Manx government department

The Department of Education, Sport and Culture (Rheynn Ynsee Spoyrt as Cultoor) is a department of the Isle of Man Government.

The department was formerly the Department of Education and Children and was renamed as the Department of Education, Sport and Culture under Statutory Document No. 2017/0325 with effect from November 2017.

The current Minister (since 2021) is Julie Edge.

==History==
The Department of Education was renamed during the Government shake up of April 2010 as Department of Education and Children.

The Board of Education for the Isle of Man was established as a Board of Tynwald in 1872, and renamed the Council of Education in 1899. It was reconstituted and renamed the Isle of Man Board of Education in 1946. Its function was to oversee and provide funds to the elected local school boards, and after 1920 to the popularly elected Isle of Man Central Education Authority which replaced them.

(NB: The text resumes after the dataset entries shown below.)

use chrono::{DateTime, Utc};
use serde::{Deserialize, Serialize};
use std::fmt;

/// Payload encoding requested from the provider.
#[derive(Debug, Clone, Copy, PartialEq, Eq, Serialize, Deserialize)]
#[serde(rename_all = "lowercase")]
pub enum ContentType {
    Json,
    Form,
}

impl ContentType {
    pub fn as_str(self) -> &'static str {
        match self {
            ContentType::Json => "json",
            ContentType::Form => "form",
        }
    }
}

impl fmt::Display for ContentType {
    fn fmt(&self, f: &mut fmt::Formatter<'_>) -> fmt::Result {
        f.write_str(self.as_str())
    }
}

/// A hook as the provider reports it.
#[derive(Debug, Clone, PartialEq, Serialize, Deserialize)]
pub struct HookRecord {
    pub id: u64,
    #[serde(default)]
    pub name: String,
    #[serde(default)]
    pub active: bool,
    #[serde(default)]
    pub events: Vec<String>,
    #[serde(default)]
    pub config: HookRecordConfig,
}

impl HookRecord {
    pub fn url(&self) -> Option<&str> {
        self.config.url.as_deref()
    }
}

/// Non-web hooks (email, services) carry no url.
#[derive(Debug, Clone, Default, PartialEq, Serialize, Deserialize)]
pub struct HookRecordConfig {
    pub url: Option<String>,
    pub content_type: Option<String>,
    pub secret: Option<String>,
}

/// The exact configuration sent when creating a hook for one route.
#[derive(Debug, Clone, PartialEq, Serialize)]
pub struct HookConfig {
    pub url: String,
    pub content_type: ContentType,
    pub events: Vec<String>,
    #[serde(skip_serializing_if = "Option::is_none")]
    pub secret: Option<String>,
}

/// One inbound request, as dumped to the payload logger.
#[derive(Debug, Clone, Serialize)]
pub struct Delivery {
    pub id: String,
    pub path: String,
    pub received_at: DateTime<Utc>,
    pub headers: serde_json::Value,
    pub payload: serde_json::Value,
}
//! Hook management against the GitHub REST API, scoped to one repository.

use crate::error::RemoteError;
use crate::logging::Logger;
use crate::types::{HookConfig, HookRecord};
use async_trait::async_trait;
use reqwest::header::{HeaderMap, HeaderValue, ACCEPT, AUTHORIZATION, LINK, RETRY_AFTER, USER_AGENT};
use reqwest::StatusCode;
use serde::Serialize;
use std::time::Duration;

pub const DEFAULT_API_URL: &str = "https://api.github.com";
const PER_PAGE: usize = 100;
// A listing longer than this fails instead of returning a partial snapshot.
const MAX_PAGES: usize = 50;

/// The three calls the reconciler needs from a hook provider.
#[async_trait]
pub trait HookClient: Send + Sync {
    /// `owner/repo`, used as context in errors and logs.
    fn scope(&self) -> String;
    async fn list_hooks(&self) -> Result<Vec<HookRecord>, RemoteError>;
    async fn delete_hook(&self, id: u64) -> Result<(), RemoteError>;
    async fn create_hook(&self, config: &HookConfig) -> Result<HookRecord, RemoteError>;
}

#[derive(Debug, Clone)]
pub struct GitHubConfig {
    pub api_url: String,
    pub owner: String,
    pub repo: String,
    pub token: String,
    pub timeout: Duration,
}

pub struct GitHubClient {
    client: reqwest::Client,
    hooks_url: String,
    owner: String,
    repo: String,
    logger: Logger,
}

#[derive(Serialize)]
struct CreateHookRequest<'a> {
    name: &'static str,
    active: bool,
    events: &'a [String],
    config: CreateHookConfig<'a>,
}

#[derive(Serialize)]
struct CreateHookConfig<'a> {
    url: &'a str,
    content_type: &'static str,
    #[serde(skip_serializing_if = "Option::is_none")]
    secret: Option<&'a str>,
    insecure_ssl: &'static str,
}

impl GitHubClient {
    pub fn new(config: GitHubConfig, logger: Logger) -> Result<Self, RemoteError> {
        let mut headers = HeaderMap::new();
        headers.insert(ACCEPT, HeaderValue::from_static("application/vnd.github+json"));
        headers.insert("x-github-api-version", HeaderValue::from_static("2022-11-28"));
        headers.insert(
            USER_AGENT,
            HeaderValue::from_static(concat!("hookrelay/", env!("CARGO_PKG_VERSION"))),
        );
        let mut auth = HeaderValue::from_str(&format!("Bearer {}", config.token))
            .map_err(|_| RemoteError::Auth("token contains invalid header characters".into()))?;
        auth.set_sensitive(true);
        headers.insert(AUTHORIZATION, auth);

        let client = reqwest::Client::builder()
            .default_headers(headers)
            .timeout(config.timeout)
            .build()
            .map_err(|e| RemoteError::Unavailable(format!("failed to build HTTP client: {e}")))?;

        let hooks_url = format!(
            "{}/repos/{}/{}/hooks",
            config.api_url.trim_end_matches('/'),
            config.owner,
            config.repo
        );

        Ok(Self {
            client,
            hooks_url,
            owner: config.owner,
            repo: config.repo,
            logger,
        })
    }

    async fn fetch_page(&self, url: &str) -> Result<(Vec<HookRecord>, Option<String>), RemoteError> {
        let resp = self.client.get(url).send().await.map_err(transport_error)?;
        let resp = check_status(resp).await?;
        let next = resp
            .headers()
            .get(LINK)
            .and_then(|v| v.to_str().ok())
            .and_then(next_link);
        let hooks = resp
            .json::<Vec<HookRecord>>()
            .await
            .map_err(|e| RemoteError::Unavailable(format!("unexpected hook list payload: {e}")))?;
        Ok((hooks, next))
    }
}

#[async_trait]
impl HookClient for GitHubClient {
    fn scope(&self) -> String {
        format!("{}/{}", self.owner, self.repo)
    }

    async fn list_hooks(&self) -> Result<Vec<HookRecord>, RemoteError> {
        let mut hooks = Vec::new();
        let mut url = Some(format!("{}?per_page={PER_PAGE}", self.hooks_url));
        let mut pages = 0;

        while let Some(current) = url.take() {
            if pages == MAX_PAGES {
                let err = RemoteError::Unavailable(format!(
                    "hook listing still paginating after {MAX_PAGES} pages"
                ));
                self.logger
                    .error(format!("Error fetching existing hooks from {}: {err}", self.scope()));
                return Err(err);
            }
            let (page, next) = self.fetch_page(&current).await.inspect_err(|e| {
                self.logger
                    .error(format!("Error fetching existing hooks from {}: {e}", self.scope()));
            })?;
            hooks.extend(page);
            url = next;
            pages += 1;
        }

        self.logger
            .debug(format!("Fetched {} hook(s) from {}", hooks.len(), self.scope()));
        Ok(hooks)
    }

    async fn delete_hook(&self, id: u64) -> Result<(), RemoteError> {
        let url = format!("{}/{id}", self.hooks_url);
        let result = match self.client.delete(&url).send().await {
            Ok(resp) => check_status(resp).await.map(|_| ()),
            Err(e) => Err(transport_error(e)),
        };
        match &result {
            Ok(()) => self.logger.debug(format!("Deleted hook {id} from {}", self.scope())),
            // Already gone is what we wanted; the caller decides how to report it.
            Err(RemoteError::NotFound) => self
                .logger
                .debug(format!("Hook {id} already absent from {}", self.scope())),
            Err(e) => self
                .logger
                .error(format!("Error deleting hook {id} from {}: {e}", self.scope())),
        }
        result
    }

    async fn create_hook(&self, config: &HookConfig) -> Result<HookRecord, RemoteError> {
        let body = CreateHookRequest {
            name: "web",
            active: true,
            events: &config.events,
            config: CreateHookConfig {
                url: &config.url,
                content_type: config.content_type.as_str(),
                secret: config.secret.as_deref(),
                insecure_ssl: "0",
            },
        };

        let result = async {
            let resp = self
                .client
                .post(&self.hooks_url)
                .json(&body)
                .send()
                .await
                .map_err(transport_error)?;
            let resp = check_status(resp).await?;
            resp.json::<HookRecord>()
                .await
                .map_err(|e| RemoteError::Unavailable(format!("unexpected create payload: {e}")))
        }
        .await;

        match &result {
            Ok(hook) => self.logger.debug(format!(
                "Created hook {} for {} in {}",
                hook.id,
                config.url,
                self.scope()
            )),
            Err(e) => self.logger.error(format!(
                "Error creating hook {} ({} events, {}) in {}: {e}",
                config.url,
                config.events.join(","),
                config.content_type,
                self.scope()
            )),
        }
        result
    }
}

fn transport_error(e: reqwest::Error) -> RemoteError {
    RemoteError::Unavailable(e.to_string())
}
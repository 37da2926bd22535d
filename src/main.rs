mod cli;
mod endpoint_spec;
mod error;
mod github;
mod handlers;
mod http_server;
mod logging;
mod reconciler;
mod tunnel;
mod types;

use anyhow::{anyhow, Context};
use clap::Parser;
use endpoint_spec::EndpointSpec;
use github::{GitHubClient, GitHubConfig};
use logging::{Severity, SeverityRouter};
use reconciler::{reconcile, Applied, BatchReport, MatchRule, Reconciler};
use std::sync::Arc;
use tunnel::{NgrokTunnel, StaticTunnel, Tunnel};

// ─── Entry point ─────────────────────────────────────────────────────────────

#[tokio::main]
async fn main() -> anyhow::Result<()> {
    dotenvy::dotenv().ok();
    let args = cli::Args::parse();

    let logger = args.app_logger().context("failed to set up application logger")?;
    let payload_logger = args.payload_logger().context("failed to set up payload logger")?;
    if payload_logger.sink_count(Severity::Info) == 0 {
        logger.notice("Payload dumps are disabled (no console or hookfile sink)");
    }

    let spec = EndpointSpec::from_path(&args.spec)
        .inspect_err(|e| logger.error(e))
        .with_context(|| format!("invalid endpoint spec {}", args.spec.display()))?;
    logger.info(format!(
        "Loaded {} route(s) from {}: {}",
        spec.len(),
        args.spec.display(),
        spec.route_names().join(", ")
    ));

    // ─── Serve and publish ───────────────────────────────────────────────────

    let app = http_server::router(&spec, logger.clone(), payload_logger);
    let (port, server) = http_server::start(args.port, app, logger.clone())
        .await
        .map_err(|e| anyhow!(e))?;

    let mut tunnel: Box<dyn Tunnel> = match &args.public_url {
        Some(url) => Box::new(StaticTunnel::new(url.clone())?),
        None => Box::new(NgrokTunnel::new(&args.ngrok_bin, logger.clone())),
    };
    let base_url = tunnel.open(port).await.context("failed to open tunnel")?;
    logger.notice(format!("Public url: {base_url}"));

    let tunnel_domain = args
        .tunnel_domain
        .clone()
        .or_else(|| tunnel::tunnel_domain(&base_url))
        .ok_or_else(|| anyhow!("cannot derive a tunnel domain from {base_url}, pass --tunnel-domain"))?;
    logger.debug(format!("Stale hooks are recognised by domain {tunnel_domain}"));

    // ─── Reconcile ───────────────────────────────────────────────────────────

    let client = GitHubClient::new(
        GitHubConfig {
            api_url: args.api_url.clone(),
            owner: args.repo.owner.clone(),
            repo: args.repo.repo.clone(),
            token: args.token.clone(),
            timeout: args.timeout(),
        },
        logger.clone(),
    )
    .context("failed to build GitHub client")?;

    let match_rule = if args.strict_match {
        MatchRule::PathSegment
    } else {
        MatchRule::Substring
    };
    let mut reconciler =
        Reconciler::new(Arc::new(client), logger.clone(), tunnel_domain).with_match_rule(match_rule);

    let run = reconcile(&mut reconciler, &spec, &base_url, args.clear)
        .await
        .with_context(|| format!("failed to reconcile hooks for {}", args.repo))?;
    if let Some(removed) = &run.removed {
        log_report(&logger, removed);
    }
    let created = run.created;
    log_report(&logger, &created);

    for item in &created.items {
        if let (Ok(Applied::Created(id)), Some(decl)) = (&item.outcome, spec.get(&item.target)) {
            logger.notice(format!(
                "{} {} -> {} (hook {id})",
                decl.verb,
                decl.hook_url(&base_url),
                decl.callback.name()
            ));
        }
    }

    server.await.context("HTTP server task failed")?;
    drop(tunnel);
    Ok(())
}

/// Per-item outcomes at info; a batch with failures gets one warning line.
/// The failures themselves were already logged where they happened.
fn log_report(logger: &SeverityRouter, report: &BatchReport) {
    for item in &report.items {
        match &item.outcome {
            Ok(Applied::Deleted) => logger.info(format!("Removed {}", item.target)),
            Ok(Applied::AlreadyAbsent) => logger.info(format!("{} was already gone", item.target)),
            Ok(Applied::Created(_)) | Err(_) => {}
        }
    }

    if !report.is_clean() {
        logger.warning(format!(
            "{} failed for {} item(s), {} of {} succeeded; the server keeps running",
            report.operation,
            report.failures().count(),
            report.succeeded(),
            report.len()
        ));
    }
}
//! Built-in route callbacks a spec can point at by name.

use crate::logging::SeverityRouter;
use axum::http::StatusCode;
use std::collections::HashMap;
use std::str::FromStr;
use std::time::Duration;

const DEFAULT_SLOW_MS: u64 = 500;

#[derive(Debug, Clone, Copy, PartialEq, Eq)]
pub enum Callback {
    /// 200 `OK`.
    Ok,
    /// 200 `SUCCESS: OK`.
    Success,
    /// Always 500, for exercising provider redelivery.
    Error,
    /// Sleeps for the `duration` path param (ms) before answering 200.
    Slow,
}

impl FromStr for Callback {
    type Err = String;

    fn from_str(s: &str) -> Result<Self, Self::Err> {
        match s.to_ascii_lowercase().as_str() {
            "ok" => Ok(Callback::Ok),
            "success" => Ok(Callback::Success),
            "error" => Ok(Callback::Error),
            "slow" => Ok(Callback::Slow),
            other => Err(format!(
                "unknown callback '{other}', expected one of ok, success, error, slow"
            )),
        }
    }
}

impl Callback {
    pub fn name(self) -> &'static str {
        match self {
            Callback::Ok => "ok",
            Callback::Success => "success",
            Callback::Error => "error",
            Callback::Slow => "slow",
        }
    }

    pub async fn respond(
        self,
        params: &HashMap<String, String>,
        logger: &SeverityRouter,
    ) -> (StatusCode, &'static str) {
        match self {
            Callback::Ok => (StatusCode::OK, "OK"),
            Callback::Success => {
                logger.debug("SUCCESS: Payload received...");
                (StatusCode::OK, "SUCCESS: OK")
            }
            Callback::Error => {
                logger.debug("ERROR: Payload received, erroring...");
                (
                    StatusCode::INTERNAL_SERVER_ERROR,
                    "ERROR: *explosion* This seems fine....",
                )
            }
            Callback::Slow => {
                let ms = params
                    .get("duration")
                    .and_then(|d| d.parse::<u64>().ok())
                    .unwrap_or(DEFAULT_SLOW_MS);
                logger.debug(format!("SLOW: Sleeping for {ms}ms..."));
                tokio::time::sleep(Duration::from_millis(ms)).await;
                logger.debug("SLOW: Waking up, sending 200 OK back");
                (StatusCode::OK, "OK")
            }
        }
    }
}
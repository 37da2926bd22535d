//! Publishing the local server on a public URL.

use crate::logging::Logger;
use async_trait::async_trait;
use serde::Deserialize;
use std::process::Stdio;
use std::time::Duration;
use thiserror::Error;
use tokio::process::{Child, Command};
use url::{Host, Url};

pub const NGROK_AGENT_API: &str = "http://127.0.0.1:4040";
const POLL_ATTEMPTS: usize = 30;
const POLL_INTERVAL: Duration = Duration::from_millis(500);

#[derive(Debug, Error)]
pub enum TunnelError {
    #[error("failed to start {bin}: {source}")]
    Spawn {
        bin: String,
        #[source]
        source: std::io::Error,
    },

    #[error("tunnel agent exited early with {0}")]
    Exited(std::process::ExitStatus),

    #[error("no public https url for port {port} after {attempts} attempts")]
    NoPublicUrl { port: u16, attempts: usize },

    #[error("invalid public url '{0}'")]
    InvalidUrl(String),
}

#[async_trait]
pub trait Tunnel: Send {
    /// Exposes `port` and returns the public base url.
    async fn open(&mut self, port: u16) -> Result<String, TunnelError>;
}

/// A url the operator already exposes by other means.
pub struct StaticTunnel {
    url: String,
}

impl StaticTunnel {
    pub fn new(url: impl Into<String>) -> Result<Self, TunnelError> {
        let url = url.into();
        match Url::parse(&url) {
            Ok(parsed) if matches!(parsed.scheme(), "http" | "https") && parsed.host_str().is_some() => {
                Ok(Self {
                    url: url.trim_end_matches('/').to_string(),
                })
            }
            _ => Err(TunnelError::InvalidUrl(url)),
        }
    }
}

#[async_trait]
impl Tunnel for StaticTunnel {
    async fn open(&mut self, _port: u16) -> Result<String, TunnelError> {
        Ok(self.url.clone())
    }
}

/// Runs `ngrok http <port>` and reads the public url from the agent API.
/// The agent is killed when this value is dropped.
pub struct NgrokTunnel {
    bin: String,
    api_url: String,
    client: reqwest::Client,
    child: Option<Child>,
    logger: Logger,
}

#[derive(Deserialize)]
struct AgentTunnels {
    tunnels: Vec<AgentTunnel>,
}

#[derive(Deserialize)]
struct AgentTunnel {
    public_url: String,
    #[serde(default)]
    config: AgentTunnelConfig,
}

#[derive(Deserialize, Default)]
struct AgentTunnelConfig {
    #[serde(default)]
    addr: String,
}

impl NgrokTunnel {
    pub fn new(bin: impl Into<String>, logger: Logger) -> Self {
        Self {
            bin: bin.into(),
            api_url: NGROK_AGENT_API.to_string(),
            client: reqwest::Client::new(),
            child: None,
            logger,
        }
    }
}

#[async_trait]
impl Tunnel for NgrokTunnel {
    async fn open(&mut self, port: u16) -> Result<String, TunnelError> {
        let child = Command::new(&self.bin)
            .args(["http", &port.to_string(), "--log", "stdout"])
            .stdin(Stdio::null())
            .stdout(Stdio::null())
            .stderr(Stdio::null())
            .kill_on_drop(true)
            .spawn()
            .map_err(|source| TunnelError::Spawn {
                bin: self.bin.clone(),
                source,
            })?;
        self.logger
            .debug(format!("Started {} for port {port}, waiting for agent", self.bin));
        let child = self.child.insert(child);

        for attempt in 1..=POLL_ATTEMPTS {
            if let Ok(Some(status)) = child.try_wait() {
                return Err(TunnelError::Exited(status));
            }
            match fetch_public_url(&self.client, &self.api_url, port).await {
                Some(url) => return Ok(url),
                None => {
                    self.logger
                        .debug(format!("Tunnel not ready (attempt {attempt}/{POLL_ATTEMPTS})"));
                    tokio::time::sleep(POLL_INTERVAL).await;
                }
            }
        }

        Err(TunnelError::NoPublicUrl {
            port,
            attempts: POLL_ATTEMPTS,
        })
    }
}

/// Picks the https tunnel forwarding to `port`, falling back to any https
/// tunnel when the agent reports no address.
async fn fetch_public_url(client: &reqwest::Client, api_url: &str, port: u16) -> Option<String> {
    let resp = client
        .get(format!("{}/api/tunnels", api_url.trim_end_matches('/')))
        .timeout(Duration::from_secs(2))
        .send()
        .await
        .ok()?;
    if !resp.status().is_success() {
        return None;
    }
    let body: AgentTunnels = resp.json().await.ok()?;

    let https: Vec<&AgentTunnel> = body
        .tunnels
        .iter()
        .filter(|t| t.public_url.starts_with("https://"))
        .collect();
    let suffix = format!(":{port}");
    https
        .iter()
        .find(|t| t.config.addr.ends_with(&suffix))
        .or_else(|| https.iter().find(|t| t.config.addr.is_empty()))
        .map(|t| t.public_url.trim_end_matches('/').to_string())
}

/// The part of the tunnel host that survives a restart:
/// `abc123.ngrok.io` -> `ngrok.io`. An explicit port is kept
/// (`abc.tunnel.io:8443` -> `tunnel.io:8443`) and IP hosts are used whole.
pub fn tunnel_domain(base_url: &str) -> Option<String> {
    let parsed = Url::parse(base_url).ok()?;
    let domain = match parsed.host()? {
        Host::Domain(host) => match host.split_once('.') {
            Some((_, rest)) if rest.contains('.') => rest.to_string(),
            _ => host.to_string(),
        },
        Host::Ipv4(_) | Host::Ipv6(_) => parsed.host_str()?.to_string(),
    };
    Some(match parsed.port() {
        Some(port) => format!("{domain}:{port}"),
        None => domain,
    })
}
use crate::endpoint_spec::{EndpointDeclaration, EndpointSpec, Verb};
use crate::logging::Logger;
use crate::types::Delivery;
use axum::{
    body::{Body, Bytes},
    extract::{Path, Request, State},
    http::{header, HeaderMap, StatusCode},
    middleware::{self, Next},
    response::{IntoResponse, Response},
    routing::{on, MethodFilter, MethodRouter},
    Router,
};
use chrono::Utc;
use serde_json::Value;
use std::collections::HashMap;
use tokio::net::TcpListener;
use tokio::task::JoinHandle;

/// GitHub caps payloads at 25 MB.
const BODY_LIMIT: usize = 25 * 1024 * 1024;

#[derive(Clone)]
struct ServerState {
    logger: Logger,
    /// Receives the pretty-printed dump of every inbound request.
    payload_logger: Logger,
}

/// One route per declaration at `/{route}[/{param}]*`, answering the
/// declared verb with its callback and GET with a plain `200 OK`.
pub fn router(spec: &EndpointSpec, logger: Logger, payload_logger: Logger) -> Router {
    let state = ServerState {
        logger,
        payload_logger,
    };

    let mut app = Router::new();
    for decl in spec.declarations() {
        let path = decl.route_path();
        state
            .logger
            .debug(format!("Routing {} {path} to '{}'", decl.verb, decl.callback.name()));
        app = app.route(&path, method_router(decl));
    }

    app.layer(middleware::from_fn_with_state(state.clone(), log_payload))
        .with_state(state)
}

fn method_router(decl: &EndpointDeclaration) -> MethodRouter<ServerState> {
    let callback = decl.callback;
    let filter = method_filter(decl.verb);

    // A route without params has nothing for `Path` to extract.
    let routed = if decl.url_params.is_empty() {
        on(filter, move |State(state): State<ServerState>| async move {
            callback.respond(&HashMap::new(), &state.logger).await
        })
    } else {
        on(
            filter,
            move |State(state): State<ServerState>, Path(params): Path<HashMap<String, String>>| async move {
                callback.respond(&params, &state.logger).await
            },
        )
    };

    if decl.verb == Verb::Get {
        routed
    } else {
        routed.get(health)
    }
}

fn method_filter(verb: Verb) -> MethodFilter {
    match verb {
        Verb::Get => MethodFilter::GET,
        Verb::Post => MethodFilter::POST,
        Verb::Put => MethodFilter::PUT,
        Verb::Patch => MethodFilter::PATCH,
        Verb::Delete => MethodFilter::DELETE,
    }
}

async fn health() -> (StatusCode, &'static str) {
    (StatusCode::OK, "OK")
}

/// Dumps the request to the payload logger and swallows GitHub's creation
/// ping before it reaches the route handler.
async fn log_payload(State(state): State<ServerState>, request: Request, next: Next) -> Response {
    let (parts, body) = request.into_parts();
    let bytes = match axum::body::to_bytes(body, BODY_LIMIT).await {
        Ok(b) => b,
        Err(e) => {
            state
                .logger
                .warning(format!("Failed to read body for {}: {e}", parts.uri.path()));
            return StatusCode::PAYLOAD_TOO_LARGE.into_response();
        }
    };

    let payload = parse_payload(&parts.headers, &bytes);

    let delivery_id = parts
        .headers
        .get("x-github-delivery")
        .and_then(|v| v.to_str().ok())
        .map(str::to_string)
        .unwrap_or_else(|| uuid::Uuid::new_v4().to_string());
    let delivery = Delivery {
        id: delivery_id,
        path: parts.uri.path().to_string(),
        received_at: Utc::now(),
        headers: header_json(&parts.headers),
        payload,
    };
    match serde_json::to_string_pretty(&delivery) {
        Ok(dump) => state.payload_logger.info(dump),
        Err(e) => state.logger.error(format!("Failed to serialize delivery {}: {e}", delivery.id)),
    }

    if delivery.payload.get("zen").is_some() {
        let hook_id = delivery
            .payload
            .get("hook_id")
            .map(Value::to_string)
            .unwrap_or_else(|| "?".into());
        let url = delivery
            .payload
            .pointer("/hook/config/url")
            .and_then(Value::as_str)
            .unwrap_or("?");
        state.logger.info(format!("{hook_id}:{url} creation ping"));
        return (StatusCode::OK, "OK").into_response();
    }

    next.run(Request::from_parts(parts, Body::from(bytes))).await
}

/// JSON first, then urlencoded form (unwrapping GitHub's `payload=` field),
/// then raw text.
fn parse_payload(headers: &HeaderMap, body: &Bytes) -> Value {
    if body.is_empty() {
        return Value::Null;
    }
    if let Ok(json) = serde_json::from_slice::<Value>(body) {
        return json;
    }

    let is_form = headers
        .get(header::CONTENT_TYPE)
        .and_then(|v| v.to_str().ok())
        .is_some_and(|ct| ct.starts_with("application/x-www-form-urlencoded"));
    if is_form {
        let fields: serde_json::Map<String, Value> = url::form_urlencoded::parse(body)
            .map(|(k, v)| (k.into_owned(), Value::String(v.into_owned())))
            .collect();
        if let Some(Value::String(inner)) = fields.get("payload") {
            if let Ok(json) = serde_json::from_str::<Value>(inner) {
                return json;
            }
        }
        return Value::Object(fields);
    }

    Value::String(String::from_utf8_lossy(body).into_owned())
}

fn header_json(headers: &HeaderMap) -> Value {
    let map: serde_json::Map<String, Value> = headers
        .iter()
        .filter_map(|(k, v)| {
            v.to_str()
                .ok()
                .map(|s| (k.to_string(), Value::String(s.to_string())))
        })
        .collect();
    Value::Object(map)
}

/// Bind `0.0.0.0:port` and serve `app` until SIGINT/SIGTERM. Returns the
/// bound port and the server task.
pub async fn start(port: u16, app: Router, logger: Logger) -> Result<(u16, JoinHandle<()>), String> {
    let listener = TcpListener::bind(("0.0.0.0", port))
        .await
        .map_err(|e| format!("failed to bind HTTP server on port {port}: {e}"))?;

    let port = listener
        .local_addr()
        .map_err(|e| format!("failed to read bound address: {e}"))?
        .port();
    logger.notice(format!("HTTP server bound on port {port}"));

    let handle = tokio::spawn(async move {
        let served = axum::serve(listener, app)
            .with_graceful_shutdown(shutdown_signal(logger.clone()))
            .await;
        match served {
            Ok(()) => logger.notice("HTTP server stopped"),
            Err(e) => logger.error(format!("HTTP server error: {e}")),
        }
    });

    Ok((port, handle))
}

async fn shutdown_signal(logger: Logger) {
    let ctrl_c = async {
        if let Err(e) = tokio::signal::ctrl_c().await {
            logger.error(format!("Failed to listen for ctrl-c: {e}"));
            std::future::pending::<()>().await;
        }
    };

    #[cfg(unix)]
    let terminate = async {
        match tokio::signal::unix::signal(tokio::signal::unix::SignalKind::terminate()) {
            Ok(mut sig) => {
                sig.recv().await;
            }
            Err(e) => {
                logger.error(format!("Failed to listen for SIGTERM: {e}"));
                std::future::pending::<()>().await;
            }
        }
    };

    #[cfg(not(unix))]
    let terminate = std::future::pending::<()>();

    tokio::select! {
        _ = ctrl_c => {},
        _ = terminate => {},
    }
    logger.notice("Signal received, shutting down");
}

The Authority was renamed the Isle of Man Education Authority in 1923. The Isle of Man Education Act 1949, which was based on the UK 'Butler Act' of 1944, preserved this two-tier structure, the Board assuming the role of the Ministry of Education and the Authority that of a local education authority.

As the Isle of Man Government gained greater autonomy after 1950, a separate Education Authority of 24 elected members, parallel to and rivalling the House of Keys, became increasingly anomalous and unwieldy, but it proved very tenacious of life. An attempt to rationalise the system in 1968 resulted only in the merger of the Authority with the Board, which thereafter consisted of 5 "Tynwald members" appointed by Tynwald and 24 elected "non-Tynwald members", the former having control over finance and certain powers of veto.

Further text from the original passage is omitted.